TASK GOAL: One figure is the whole answer: the number of lines below that contain the word "multiplier".

Saved entries:
☆ ☆ ☆ ☆ ☆
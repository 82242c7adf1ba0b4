//! Built-in game tables: gems, heroes, enemies, bosses, floors, equipment.

use super::templates::*;
use crate::gems::{EffectKind, GemId, GemType};

fn gem(id: u8, name: &str, effect: EffectKind) -> GemType {
    GemType {
        id: GemId(id),
        name: name.to_string(),
        effect,
    }
}

/// The six gem types, ids 0..5.
pub fn default_gems() -> Vec<GemType> {
    vec![
        gem(0, "Sword", EffectKind::PhysicalDamage),
        gem(1, "Fire", EffectKind::MagicDamage),
        gem(2, "Shield", EffectKind::Armor),
        gem(3, "Heart", EffectKind::Heal),
        gem(4, "Coin", EffectKind::Gold),
        gem(5, "Star", EffectKind::Charge),
    ]
}

/// Playable heroes, in menu order.
pub fn default_heroes() -> Vec<HeroTemplate> {
    vec![
        // Tanky, favors sword matches
        HeroTemplate {
            key: "warrior".to_string(),
            name: "Warrior".to_string(),
            hp: 250,
            atk: 12,
            matk: 5,
            def: 12,
            skill: SkillTemplate {
                name: "Blade Storm".to_string(),
                cost: 100,
                effect: SkillKind::BladeStorm {
                    multiplier: 2.0,
                    convert_count: 5,
                },
            },
        },
        // Glass cannon, favors fire matches
        HeroTemplate {
            key: "mage".to_string(),
            name: "Mage".to_string(),
            hp: 200,
            atk: 5,
            matk: 14,
            def: 8,
            skill: SkillTemplate {
                name: "Meteor".to_string(),
                cost: 100,
                effect: SkillKind::Meteor { multiplier: 3.0 },
            },
        },
        HeroTemplate {
            key: "paladin".to_string(),
            name: "Paladin".to_string(),
            hp: 270,
            atk: 8,
            matk: 8,
            def: 12,
            skill: SkillTemplate {
                name: "Holy Shield".to_string(),
                cost: 120,
                effect: SkillKind::HolyShield {
                    armor_fraction: 0.5,
                },
            },
        },
    ]
}

fn enemy(key: &str, name: &str, hp: u32, atk: u32, def: u32) -> EnemyTemplate {
    EnemyTemplate {
        key: key.to_string(),
        name: name.to_string(),
        hp,
        atk,
        def,
    }
}

/// Normal enemy templates before floor scaling.
pub fn default_enemies() -> Vec<EnemyTemplate> {
    vec![
        // Grassland
        enemy("slime", "Slime", 80, 5, 2),
        enemy("goblin", "Goblin", 70, 6, 3),
        enemy("wolf", "Wolf", 100, 7, 3),
        enemy("goblin_archer", "Goblin Archer", 60, 9, 2),
        // Desert
        enemy("scorpion", "Scorpion", 110, 8, 5),
        enemy("mummy", "Mummy", 140, 7, 10),
        enemy("sand_mage", "Sand Mage", 70, 11, 3),
        // Frostlands
        enemy("ice_golem", "Ice Golem", 180, 9, 14),
        enemy("frost_witch", "Frost Witch", 80, 14, 3),
        enemy("skeleton", "Skeleton", 120, 10, 5),
        // Infernal
        enemy("imp", "Imp", 110, 11, 4),
        enemy("fire_elemental", "Fire Elemental", 150, 14, 7),
        enemy("demon_knight", "Demon Knight", 200, 12, 12),
    ]
}

/// Bosses. Boss stats are used as-is, without floor scaling.
pub fn default_bosses() -> Vec<BossTemplate> {
    vec![
        BossTemplate {
            key: "ogre_king".to_string(),
            name: "Ogre King".to_string(),
            hp: 350,
            atk: 12,
            def: 6,
            mechanic: Mechanic::Enrage {
                threshold: 0.3,
                multiplier: 1.5,
            },
        },
        BossTemplate {
            key: "sand_wyrm".to_string(),
            name: "Sand Wyrm".to_string(),
            hp: 500,
            atk: 16,
            def: 8,
            mechanic: Mechanic::ColumnBlock { interval: 3 },
        },
        BossTemplate {
            key: "lich_lord".to_string(),
            name: "Lich Lord".to_string(),
            hp: 580,
            atk: 16,
            def: 8,
            mechanic: Mechanic::LifestealPoison {
                lifesteal: 0.3,
                poison_percent: 0.05,
            },
        },
        BossTemplate {
            key: "dragon_emperor".to_string(),
            name: "Dragon Emperor".to_string(),
            hp: 750,
            atk: 20,
            def: 10,
            mechanic: Mechanic::GemBurn { burn_count: 3 },
        },
    ]
}

fn floor(floor: u32, enemies: &[&str], theme: &str) -> Encounter {
    Encounter {
        floor,
        kind: EncounterKind::Enemies(enemies.iter().map(|k| k.to_string()).collect()),
        theme: theme.to_string(),
    }
}

fn boss_floor(floor: u32, boss: &str, theme: &str) -> Encounter {
    Encounter {
        floor,
        kind: EncounterKind::Boss(boss.to_string()),
        theme: theme.to_string(),
    }
}

/// Floors 1-20; every fifth floor is a boss.
pub fn default_floors() -> Vec<Encounter> {
    vec![
        floor(1, &["slime"], "grassland"),
        floor(2, &["goblin"], "grassland"),
        floor(3, &["wolf"], "grassland"),
        floor(4, &["goblin_archer"], "grassland"),
        boss_floor(5, "ogre_king", "grassland"),
        floor(6, &["scorpion"], "desert"),
        floor(7, &["scorpion"], "desert"),
        floor(8, &["mummy"], "desert"),
        floor(9, &["sand_mage"], "desert"),
        boss_floor(10, "sand_wyrm", "desert"),
        floor(11, &["skeleton"], "frostlands"),
        floor(12, &["ice_golem"], "frostlands"),
        floor(13, &["frost_witch"], "frostlands"),
        floor(14, &["skeleton"], "frostlands"),
        boss_floor(15, "lich_lord", "frostlands"),
        floor(16, &["imp"], "infernal"),
        floor(17, &["fire_elemental"], "infernal"),
        floor(18, &["demon_knight"], "infernal"),
        floor(19, &["imp"], "infernal"),
        boss_floor(20, "dragon_emperor", "infernal"),
    ]
}

fn item(name: &str, tier: u8, stat: EquipStat, value: f64) -> EquipmentItem {
    EquipmentItem {
        name: name.to_string(),
        tier,
        stat,
        value,
    }
}

/// Reward equipment by tier.
pub fn default_equipment() -> Vec<EquipmentItem> {
    vec![
        item("Iron Sword", 1, EquipStat::SwordBonus, 0.15),
        item("Flame Staff", 1, EquipStat::FireBonus, 0.15),
        item("Oak Shield", 1, EquipStat::ShieldBonus, 0.20),
        item("Healing Ring", 1, EquipStat::HealBonus, 0.20),
        item("Steel Blade", 2, EquipStat::SwordBonus, 0.30),
        item("Inferno Rod", 2, EquipStat::FireBonus, 0.30),
        item("Tower Shield", 2, EquipStat::ShieldBonus, 0.40),
        item("Life Amulet", 2, EquipStat::HealBonus, 0.40),
        item("Dragon Fang", 3, EquipStat::SwordBonus, 0.50),
        item("Arcane Orb", 3, EquipStat::FireBonus, 0.50),
        item("Flame Sword", 3, EquipStat::FireSwordHybrid, 0.30),
        item("Vampiric Ring", 3, EquipStat::Lifesteal, 0.10),
    ]
}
☆ ☆ ☆ ☆ ☆
COMPLETED TASK: 3